Bucking conventional wisdom, researchers find black sea bass tougher than expected
In a new study, fisheries researchers from North Carolina State University found that black sea bass (Centropristis striata) can usually survive the physical trauma that results from being hauled up from deep water then released at the surface. The finding is part of a larger study of the fish's mortality rate, which will inform stock assessments designed to help ensure that the black sea bass fishery is sustainable.
Black sea bass are bottom-dwelling fish, and are often caught at depths of greater than 60 feet. When the fish are brought to the surface, the rapid change in pressure causes the fish's swim bladder to expand. This forces other organs out of the way and can result in visible "barotrauma" – such as the fish's stomach being forced partially out of its mouth.
Conventional wisdom long held that this sort of visible barotrauma meant that a fish would die when thrown back into the water.
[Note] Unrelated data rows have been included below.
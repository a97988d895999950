//! # phenoscope
//!
//! Interactive dashboard for exploring a precomputed 2-D embedding of
//! patient records alongside their phenotype vectors.
//!
//! The service loads three CSV tables at startup (embedding coordinates, a
//! phenotype feature matrix, and per-visit patient metadata), serves a single
//! page with a scatter plot of the embedding, and answers each lasso
//! selection by recomputing a radial chart (one line per selected patient
//! plus a mean line) and a metadata table.
//!
//! ## Quick Start
//!
//! The recompute is a pure function over the immutable store, so it can be
//! driven without the server:
//!
//! ```
//! use phenoscope::prelude::*;
//!
//! let store = DatasetStore::from_readers(
//!     "id,x,y\nP1,0.1,0.2\nP2,0.3,0.4\n".as_bytes(),
//!     "id,IL-5,FEV1\nP1,2.0,4.0\nP2,4.0,6.0\n".as_bytes(),
//!     "id,sex,age,time\nP1,F,44,0\nP2,M,51,0\n".as_bytes(),
//! )
//! .unwrap();
//!
//! let selection = Selection::new(["P1"].map(PatientKey::from));
//! let output = render_selection(&store, Some(&selection)).unwrap();
//! assert_eq!(output.radar.data.len(), 2); // the patient's line plus the mean
//! assert_eq!(output.table.rows.len(), 1);
//! ```
//!
//! ## Modules
//!
//! - [`store`]: CSV loading, key alignment, the immutable [`store::DatasetStore`]
//! - [`selection`]: the selection-driven recompute
//! - [`figure`]: chart and table payload types
//! - [`server`]: the HTTP shell and embedded page

pub mod figure;
pub mod selection;
pub mod server;
pub mod store;

/// Prelude module for convenient imports.
///
/// ```
/// use phenoscope::prelude::*;
/// ```
pub mod prelude {
    pub use crate::figure::{Figure, PolarTrace, ScatterTrace, TableSpec, Trace};
    pub use crate::selection::{
        initial_output, render_selection, RenderOutput, Selection, SelectionError,
    };
    pub use crate::store::{DataPaths, DatasetStore, LoadError, PatientKey};
}
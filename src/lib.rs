//! # Geny YC99T Test Bench Library
//!
//! This library drives a Geny YC99T power calibration bench over a serial link.
//! It builds and parses the bench's binary frames, maps payloads onto typed
//! register sets and runs one command/response exchange at a time through a
//! background reader.
//!
//! Layers, bottom-up:
//! - [`crc`] and [`codec`]: checksum and little-endian primitives.
//! - [`frame`]: command and response framing.
//! - [`register`] and [`calibration`]: payload layouts and typed views.
//! - [`link`]: the serial transaction engine.
//! - [`bench`]: the [`TestBench`] facade with range checks.

pub mod bench;
pub mod calibration;
pub mod codec;
pub mod command;
pub mod crc;
pub mod error;
pub mod frame;
pub mod link;
pub mod range;
pub mod register;

#[cfg(test)]
mod testing;

pub use bench::{BenchConfig, TestBench};
pub use calibration::{
    ElementSelector, ErrorSample, PhaseSample, PowerFactorUnit, PowerSelector, SamplingData,
    TestConfiguration,
};
pub use command::ReadbackMode;
pub use error::{EncodingError, Error, FrameError, RangeError, RegisterError, Result};
pub use frame::{CommandFrame, CrcMode, ResponseFrame};
pub use link::{Link, LinkConfig};
pub use range::{Family, RangeDescriptor};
But that's not true, according to the NC State study.
The research team was attempting to develop accurate estimates of "discard mortality" rates for black sea bass, meaning that they wanted to know what percentage of the fish would die if they were caught and thrown back. Discard mortality rates are used to make informed stock assessments for fish species, because it helps fisheries officials understand how many fish that are caught and released can be expected to survive. Black sea bass are a valuable species for commercial fishing and are also popular with recreational anglers. Millions of black sea bass are caught and released by recreational anglers off the south Atlantic coast of the U.S. each year.
The researchers came up with a novel method for determining the discard mortality rate for black sea bass. First, the researchers worked with a team of scuba divers to tag black sea bass in their natural habitat on the ocean floor. Then the researchers caught, tagged and released the same number of black sea bass in the same area on the same day. The fish tagged on the bottom served as a control group, since they were not subject to changes in atmospheric pressure or other injuries that could be incurred when caught and brought to the surface.
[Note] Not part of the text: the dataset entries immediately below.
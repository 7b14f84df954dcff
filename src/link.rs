//! Serial transaction engine.
//!
//! A background reader accumulates incoming bytes and treats a read that
//! returns nothing within the port timeout as the end of a frame. The finished
//! buffer is published into a single slot; [`Link::transaction`] writes a
//! frame and waits for that slot to fill.

use std::io::{self, Read, Write};
use std::mem;
use std::sync::atomic::{AtomicBool, Ordering};
use std::sync::{Arc, Condvar, Mutex, MutexGuard, PoisonError};
use std::thread::{self, JoinHandle};
use std::time::{Duration, Instant};

use log::{debug, info, warn};
use serialport::{DataBits, Parity, StopBits};

use crate::error::{Error, Result};

const READ_CHUNK: usize = 256;

/// Timing of the serial link.
#[derive(Debug, Clone, Copy, PartialEq, Eq)]
pub struct LinkConfig {
    /// Silence that ends a frame; also the read timeout of the port.
    pub silence_gap: Duration,
    /// Longest single wait between checks of the receive slot.
    pub poll_interval: Duration,
    /// Default time to wait for a response.
    pub transaction_timeout: Duration,
}

impl Default for LinkConfig {
    fn default() -> Self {
        Self {
            silence_gap: Duration::from_millis(100),
            poll_interval: Duration::from_millis(100),
            transaction_timeout: Duration::from_secs(10),
        }
    }
}

/// State shared between the caller and the reader thread.
struct Shared {
    slot: Mutex<Option<Vec<u8>>>,
    ready: Condvar,
    running: AtomicBool,
}

impl Shared {
    fn lock_slot(&self) -> MutexGuard<'_, Option<Vec<u8>>> {
        // The slot holds plain bytes, a panic elsewhere cannot leave it half-written.
        self.slot.lock().unwrap_or_else(PoisonError::into_inner)
    }

    fn publish(&self, pending: &mut Vec<u8>) {
        if pending.is_empty() {
            return;
        }
        let buffer = mem::take(pending);
        debug!("RX {}", hex::encode_upper(&buffer));
        let mut slot = self.lock_slot();
        if let Some(old) = slot.replace(buffer) {
            warn!("Unclaimed buffer overwritten - {} bytes dropped", old.len());
        }
        self.ready.notify_all();
    }
}

/// Clears the in-flight flag when a transaction ends, however it ends.
struct InFlight<'a>(&'a AtomicBool);

impl Drop for InFlight<'_> {
    fn drop(&mut self) {
        self.0.store(false, Ordering::Release);
    }
}

/// An open connection to the instrument.
pub struct Link {
    writer: Mutex<Box<dyn Write + Send>>,
    shared: Arc<Shared>,
    in_flight: AtomicBool,
    config: LinkConfig,
    reader: Option<JoinHandle<()>>,
}

impl Link {
    /// Opens `path` at `baud_rate` (8N1) and starts the reader thread.
    pub fn open(path: &str, baud_rate: u32, config: LinkConfig) -> Result<Self> {
        let port = serialport::new(path, baud_rate)
            .data_bits(DataBits::Eight)
            .parity(Parity::None)
            .stop_bits(StopBits::One)
            .timeout(config.silence_gap)
            .open()?;
        let reader = port.try_clone()?;
        info!("Opened {} at {} baud", path, baud_rate);
        Self::spawn(reader, Box::new(port), config)
    }

    /// Starts the reader thread on any reader/writer pair.
    ///
    /// `reader` must return (with zero bytes or a timeout error) when no data
    /// arrives within roughly `config.silence_gap`.
    pub fn spawn<R>(reader: R, writer: Box<dyn Write + Send>, config: LinkConfig) -> Result<Self>
    where
        R: Read + Send + 'static,
    {
        let shared = Arc::new(Shared {
            slot: Mutex::new(None),
            ready: Condvar::new(),
            running: AtomicBool::new(true),
        });
        let thread_shared = Arc::clone(&shared);
        let gap = config.silence_gap;
        let handle = thread::Builder::new()
            .name("geny-reader".into())
            .spawn(move || read_loop(reader, &thread_shared, gap))?;
        Ok(Self {
            writer: Mutex::new(writer),
            shared,
            in_flight: AtomicBool::new(false),
            config,
            reader: Some(handle),
        })
    }

    pub fn config(&self) -> &LinkConfig {
        &self.config
    }

    /// Writes `frame` and waits up to `timeout` for the next received buffer.
    ///
    /// Returns `Ok(None)` when nothing arrives in time and [`Error::Busy`] when
    /// another transaction is still waiting.
    pub fn transaction(&self, frame: &[u8], timeout: Duration) -> Result<Option<Vec<u8>>> {
        if self
            .in_flight
            .compare_exchange(false, true, Ordering::AcqRel, Ordering::Acquire)
            .is_err()
        {
            return Err(Error::Busy);
        }
        let _guard = InFlight(&self.in_flight);

        if let Some(stale) = self.shared.lock_slot().take() {
            warn!("Discarding {} stale bytes: {}", stale.len(), hex::encode_upper(&stale));
        }

        debug!("TX {}", hex::encode_upper(frame));
        {
            let mut writer = self.writer.lock().unwrap_or_else(PoisonError::into_inner);
            writer.write_all(frame)?;
            writer.flush()?;
        }

        let deadline = Instant::now() + timeout;
        let mut slot = self.shared.lock_slot();
        loop {
            if let Some(buffer) = slot.take() {
                return Ok(Some(buffer));
            }
            let now = Instant::now();
            if now >= deadline {
                debug!("No response within {:?}", timeout);
                return Ok(None);
            }
            let wait = (deadline - now).min(self.config.poll_interval);
            slot = self
                .shared
                .ready
                .wait_timeout(slot, wait)
                .unwrap_or_else(PoisonError::into_inner)
                .0;
        }
    }

    /// Stops the reader thread and waits for it to exit.
    pub fn close(&mut self) {
        self.shared.running.store(false, Ordering::Release);
        if let Some(handle) = self.reader.take() {
            if handle.join().is_err() {
                warn!("Serial reader thread panicked");
            }
            info!("Serial link closed");
        }
    }
}

impl Drop for Link {
    fn drop(&mut self) {
        self.close();
    }
}

fn read_loop<R: Read>(mut reader: R, shared: &Shared, gap: Duration) {
    let mut chunk = [0u8; READ_CHUNK];
    let mut pending = Vec::new();
    while shared.running.load(Ordering::Acquire) {
        match reader.read(&mut chunk) {
            Ok(0) => shared.publish(&mut pending),
            Ok(n) => pending.extend_from_slice(&chunk[..n]),
            Err(ref e)
                if matches!(
                    e.kind(),
                    io::ErrorKind::TimedOut | io::ErrorKind::WouldBlock | io::ErrorKind::Interrupted
                ) =>
            {
                shared.publish(&mut pending)
            }
            Err(e) => {
                warn!("Serial read error: {}", e);
                shared.publish(&mut pending);
                thread::sleep(gap);
            }
        }
    }
    debug!("Serial reader stopped");
}

#[cfg(test)]
mod tests {
    use super::*;
    use crate::frame::{encode_command, ResponseFrame};
    use crate::testing::MockPort;

    fn config() -> LinkConfig {
        LinkConfig {
            silence_gap: Duration::from_millis(5),
            poll_interval: Duration::from_millis(20),
            transaction_timeout: Duration::from_millis(500),
        }
    }

    fn link(port: &MockPort) -> Link {
        Link::spawn(port.reader(), Box::new(port.writer()), config()).unwrap()
    }

    #[test]
    fn transaction_returns_the_reply() {
        let port = MockPort::new();
        let reply = ResponseFrame::encode(0x80, 0, &[]);
        port.reply_with(reply.clone());
        let link = link(&port);

        let login = encode_command(0x80, &[]);
        let received = link.transaction(&login, Duration::from_secs(2)).unwrap();
        assert_eq!(received, Some(reply));
        assert_eq!(port.written(), vec![login]);
    }

    #[test]
    fn consecutive_reads_are_joined_until_silence() {
        let port = MockPort::new();
        let link = link(&port);
        let reply = ResponseFrame::encode(0xD2, 0, &[0; 80]);
        let (head, tail) = reply.split_at(30);

        port.reply_in_chunks(vec![head.to_vec(), tail.to_vec()]);

        let received = link
            .transaction(&encode_command(0xD2, &[1]), Duration::from_secs(2))
            .unwrap();
        assert_eq!(received, Some(reply));
    }

    #[test]
    fn times_out_within_one_poll_interval() {
        let port = MockPort::new();
        let link = link(&port);
        let timeout = Duration::from_millis(200);

        let started = Instant::now();
        let received = link.transaction(&encode_command(0x80, &[]), timeout).unwrap();
        let elapsed = started.elapsed();

        assert_eq!(received, None);
        assert!(elapsed >= timeout, "returned after {:?}", elapsed);
        // One poll interval plus scheduling slack.
        assert!(
            elapsed < timeout + link.config().poll_interval + Duration::from_millis(150),
            "returned after {:?}",
            elapsed
        );
    }

    #[test]
    fn stale_buffer_is_not_returned_to_the_next_transaction() {
        let port = MockPort::new();
        let link = link(&port);

        port.inject(&[&[0x7E, 0x00, 0xFF]]);
        thread::sleep(Duration::from_millis(100));

        let received = link
            .transaction(&encode_command(0x81, &[]), Duration::from_millis(100))
            .unwrap();
        assert_eq!(received, None);
    }

    #[test]
    fn concurrent_transaction_is_busy() {
        let port = MockPort::new();
        let link = Arc::new(link(&port));

        let waiting = {
            let link = Arc::clone(&link);
            thread::spawn(move || link.transaction(&encode_command(0x80, &[]), Duration::from_millis(400)))
        };
        thread::sleep(Duration::from_millis(100));

        let second = link.transaction(&encode_command(0x81, &[]), Duration::from_millis(50));
        assert!(matches!(second, Err(Error::Busy)));
        assert_eq!(waiting.join().unwrap().unwrap(), None);

        // The guard is released once the first call returns.
        port.reply_with(vec![0x7E, 0xFF]);
        let third = link
            .transaction(&encode_command(0x81, &[]), Duration::from_secs(2))
            .unwrap();
        assert_eq!(third, Some(vec![0x7E, 0xFF]));
    }

    #[test]
    fn close_stops_the_reader() {
        let port = MockPort::new();
        let mut link = link(&port);
        link.close();
        assert!(link.reader.is_none());
        // Closing twice is harmless.
        link.close();
    }
}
Over the next year, tagged black sea bass were caught by the researchers, or by recreational anglers or commercial fishing operations who returned the tags to the researchers. Researchers could then compare the number of tags returned from the experimental group (those tagged on the surface) to those returned from the control group (those tagged on the bottom). This allowed them to determine discard mortality rates.
The researchers had put the fish in the experimental group into one of four categories: those without visible injury; those with visible barotrauma; those with hook trauma (meaning the hook had caused significant internal injury); and "floaters" – those that couldn't swim down into the water at all.
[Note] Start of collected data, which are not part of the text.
//! Command opcodes understood by the test bench.

pub mod opcode {
    /// Log in (go online).
    pub const LOGIN: u16 = 0x80;
    /// Log out (disconnect online).
    pub const LOGOUT: u16 = 0x81;
    pub const ADJUST_SPEED: u16 = 0x82;
    pub const CLOSE_OPEN_LOOP: u16 = 0x83;
    /// Sent by the instrument when its source reports a fatal error.
    pub const SOURCE_FEEDBACK: u16 = 0x8F;

    pub const TEST_COMMAND: u16 = 0xD0;
    pub const ONLINE_ADJUST: u16 = 0xD1;
    pub const READBACK_SAMPLING: u16 = 0xD2;
    pub const STOP_TEST: u16 = 0xD3;
    /// Default opcode for the error readback. Vendor documentation disagrees
    /// with itself (0xD4 vs 0xD5), so the bench takes it from its config.
    pub const READBACK_ERROR: u16 = 0xD5;
}

/// Control flag carried by readback requests.
#[derive(Debug, Clone, Copy, PartialEq, Eq, Default)]
#[repr(u8)]
pub enum ReadbackMode {
    Stop = 0x00,
    #[default]
    Once = 0x01,
    Continuous = 0x02,
}

impl ReadbackMode {
    /// Payload of a readback request.
    pub fn payload(self) -> [u8; 1] {
        [self as u8]
    }
}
To their surprise, the researchers found that approximately 90 percent of the fish in the experimental group with visible barotrauma (but that weren't floaters) survived. This was about the same survival rate as for fish that exhibited no visible injury at all. Fish with hook trauma had a survival rate of 36 percent, while floaters had a 16 percent survival rate.
"In previous work, estimates of discard mortality were limited to time periods soon after release," says Paul Rudershausen, a research associate at NC State's Center for Marine Sciences and Technology and lead author of a paper describing the research. "By tagging a control group, we were able to estimate the long-term effects of injuries associated with fishing."
In addition to lending key insight into the black sea bass fishery, Rudershausen notes that the study "may give us insight into mortality for other important species with similar characteristics, such as red grouper and gag grouper."